IRE1α-XBP1 signaling in leukocytes controls prostaglandin biosynthesis and pain

摘要

Inositol-requiring enzyme 1[alpha] (IRE1[alpha])-X-box binding protein spliced (XBP1) signaling maintains endoplasmic reticulum (ER) homeostasis while controlling immunometabolic processes. Yet, the physiological consequences of IRE1 alpha-XBP1 activation in leukocytes remain unexplored. We found that induction of prostaglandin-endoperoxide synthase 2 (Ptgs2/Cox-2) and prostaglandin E synthase (Ptges/mPGES-1) was compromised in IRE1 alpha-deficient myeloid cells undergoing ER stress or stimulated through pattern recognition receptors. Inducible biosynthesis of prostaglandins, including the pro-algesic mediator prostaglandin E2 (PGE(2)), was decreased in myeloid cells that lack IRE1 alpha or XBP1 but not other ER stress sensors.
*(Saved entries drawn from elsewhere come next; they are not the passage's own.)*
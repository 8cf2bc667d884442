//! Google credentials and OAuth2 access tokens.
//!
//! Two kinds of key material are understood, distinguished by their `type`
//! field:
//!
//! - `service_account`: a signed JWT is exchanged for an access token
//!   (JWT bearer grant).
//! - `authorized_user`: a refresh token is exchanged for an access token
//!   (what `gcloud auth application-default login` writes).
//!
//! Tokens are fetched on first use and cached until shortly before expiry.

use std::fmt;

use chrono::{DateTime, Duration, Utc};
use jsonwebtoken::{Algorithm, EncodingKey, Header};
use log::debug;
use serde::{Deserialize, Serialize};
use tokio::sync::Mutex;

use crate::error::{ClientError, ClientResult};

/// OAuth2 scope for full access to calendars and events
pub const CALENDAR_SCOPE: &str = "https://www.googleapis.com/auth/calendar";

/// Token endpoint used when the key material does not name one
pub const DEFAULT_TOKEN_URI: &str = "https://oauth2.googleapis.com/token";

const JWT_BEARER_GRANT: &str = "urn:ietf:params:oauth:grant-type:jwt-bearer";

/// Assertion and token lifetime requested from the token endpoint
const TOKEN_LIFETIME_SECS: i64 = 3600;

/// Tokens closer than this to expiry are refreshed
const EXPIRY_MARGIN_SECS: i64 = 60;

/// Parsed key material
#[derive(Clone, Deserialize)]
#[serde(tag = "type", rename_all = "snake_case")]
pub enum Credentials {
    ServiceAccount(ServiceAccountKey),
    AuthorizedUser(AuthorizedUser),
}

#[derive(Clone, Deserialize)]
pub struct ServiceAccountKey {
    pub client_email: String,
    pub private_key: String,
    #[serde(default)]
    pub private_key_id: Option<String>,
    #[serde(default)]
    pub token_uri: Option<String>,
}

#[derive(Clone, Deserialize)]
pub struct AuthorizedUser {
    pub client_id: String,
    pub client_secret: String,
    pub refresh_token: String,
    #[serde(default)]
    pub token_uri: Option<String>,
}

impl Credentials {
    /// Parse JSON key material
    pub fn from_json(json: &str) -> ClientResult<Self> {
        serde_json::from_str(json)
            .map_err(|e| ClientError::Credentials(format!("failed to parse credentials JSON: {}", e)))
    }

    fn token_uri(&self) -> &str {
        let uri = match self {
            Credentials::ServiceAccount(key) => key.token_uri.as_deref(),
            Credentials::AuthorizedUser(user) => user.token_uri.as_deref(),
        };
        uri.unwrap_or(DEFAULT_TOKEN_URI)
    }
}

// Key material never goes to logs
impl fmt::Debug for Credentials {
    fn fmt(&self, f: &mut fmt::Formatter<'_>) -> fmt::Result {
        match self {
            Credentials::ServiceAccount(key) => f
                .debug_struct("ServiceAccount")
                .field("client_email", &key.client_email)
                .finish_non_exhaustive(),
            Credentials::AuthorizedUser(user) => f
                .debug_struct("AuthorizedUser")
                .field("client_id", &user.client_id)
                .finish_non_exhaustive(),
        }
    }
}

#[derive(Serialize)]
struct JwtClaims<'a> {
    iss: &'a str,
    scope: &'a str,
    aud: &'a str,
    iat: i64,
    exp: i64,
}

#[derive(Deserialize)]
struct TokenResponse {
    access_token: String,
    #[serde(default)]
    expires_in: Option<i64>,
}

#[derive(Clone)]
struct AccessToken {
    token: String,
    expires_at: DateTime<Utc>,
}

impl AccessToken {
    fn is_fresh(&self, now: DateTime<Utc>) -> bool {
        self.expires_at.signed_duration_since(now) > Duration::seconds(EXPIRY_MARGIN_SECS)
    }
}

enum Grant {
    Fixed(String),
    ServiceAccount {
        key: ServiceAccountKey,
        signing_key: EncodingKey,
    },
    AuthorizedUser(AuthorizedUser),
}

/// Source of bearer tokens for Calendar API requests
pub struct TokenSource {
    grant: Grant,
    token_uri: String,
    http: reqwest::Client,
    cached: Mutex<Option<AccessToken>>,
}

impl fmt::Debug for TokenSource {
    fn fmt(&self, f: &mut fmt::Formatter<'_>) -> fmt::Result {
        let grant = match self.grant {
            Grant::Fixed(_) => "fixed",
            Grant::ServiceAccount { .. } => "service_account",
            Grant::AuthorizedUser(_) => "authorized_user",
        };
        f.debug_struct("TokenSource")
            .field("grant", &grant)
            .field("token_uri", &self.token_uri)
            .finish_non_exhaustive()
    }
}

impl TokenSource {
    /// Token source that always hands out the same token
    pub fn fixed(token: impl Into<String>) -> Self {
        Self {
            grant: Grant::Fixed(token.into()),
            token_uri: DEFAULT_TOKEN_URI.to_string(),
            http: reqwest::Client::new(),
            cached: Mutex::new(None),
        }
    }

    /// Token source backed by key material
    ///
    /// Fails if a service account private key cannot be parsed, so broken
    /// credentials surface at configuration time rather than on first use.
    pub fn from_credentials(credentials: Credentials, http: reqwest::Client) -> ClientResult<Self> {
        let token_uri = credentials.token_uri().to_string();
        let grant = match credentials {
            Credentials::ServiceAccount(key) => {
                let signing_key = EncodingKey::from_rsa_pem(key.private_key.as_bytes())
                    .map_err(|e| {
                        ClientError::Credentials(format!(
                            "invalid private key for {}: {}",
                            key.client_email, e
                        ))
                    })?;
                Grant::ServiceAccount { key, signing_key }
            }
            Credentials::AuthorizedUser(user) => Grant::AuthorizedUser(user),
        };

        Ok(Self {
            grant,
            token_uri,
            http,
            cached: Mutex::new(None),
        })
    }

    /// Current access token, fetching a new one if needed
    pub async fn access_token(&self) -> ClientResult<String> {
        if let Grant::Fixed(token) = &self.grant {
            return Ok(token.clone());
        }

        // Held across the fetch so concurrent callers share one refresh
        let mut cached = self.cached.lock().await;
        let now = Utc::now();
        if let Some(token) = cached.as_ref()
            && token.is_fresh(now)
        {
            return Ok(token.token.clone());
        }

        let token = self.fetch(now).await?;
        let value = token.token.clone();
        *cached = Some(token);
        Ok(value)
    }

    async fn fetch(&self, now: DateTime<Utc>) -> ClientResult<AccessToken> {
        let form: Vec<(&str, String)> = match &self.grant {
            Grant::Fixed(token) => {
                return Ok(AccessToken {
                    token: token.clone(),
                    expires_at: now + Duration::days(365),
                });
            }
            Grant::ServiceAccount { key, signing_key } => {
                debug!("requesting access token for service account {}", key.client_email);
                let claims = JwtClaims {
                    iss: &key.client_email,
                    scope: CALENDAR_SCOPE,
                    aud: &self.token_uri,
                    iat: now.timestamp(),
                    exp: now.timestamp() + TOKEN_LIFETIME_SECS,
                };
                let mut header = Header::new(Algorithm::RS256);
                header.kid = key.private_key_id.clone();
                let assertion = jsonwebtoken::encode(&header, &claims, signing_key)
                    .map_err(|e| ClientError::Token(format!("failed to sign assertion: {}", e)))?;
                vec![
                    ("grant_type", JWT_BEARER_GRANT.to_string()),
                    ("assertion", assertion),
                ]
            }
            Grant::AuthorizedUser(user) => {
                debug!("refreshing access token for client {}", user.client_id);
                vec![
                    ("grant_type", "refresh_token".to_string()),
                    ("client_id", user.client_id.clone()),
                    ("client_secret", user.client_secret.clone()),
                    ("refresh_token", user.refresh_token.clone()),
                ]
            }
        };

        let response = self.http.post(&self.token_uri).form(&form).send().await?;
        let status = response.status();
        let body = response.text().await?;
        if !status.is_success() {
            return Err(ClientError::Token(format!("{} {}", status.as_u16(), body.trim())));
        }

        let parsed: TokenResponse = serde_json::from_str(&body)?;
        let lifetime = parsed.expires_in.unwrap_or(TOKEN_LIFETIME_SECS);
        Ok(AccessToken {
            token: parsed.access_token,
            expires_at: expiry(now, lifetime)?,
        })
    }
}

fn expiry(now: DateTime<Utc>, lifetime: i64) -> ClientResult<DateTime<Utc>> {
    Duration::try_seconds(lifetime)
        .and_then(|d| now.checked_add_signed(d))
        .ok_or_else(|| ClientError::Token(format!("token lifetime out of range: {}", lifetime)))
}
Functional XBP1 transactivated the human PTGS2 and PTGES genes to enable optimal PGE(2) production. Mice that lack IRE1 alpha-XBP1 in leukocytes, or that were treated with IRE1 alpha inhibitors, demonstrated reduced pain behaviors in PGE(2)-dependent models of pain. Thus. IRE1 alpha-XBP1 is a mediator of prostaglandin biosynthesis and a potential target to control pain.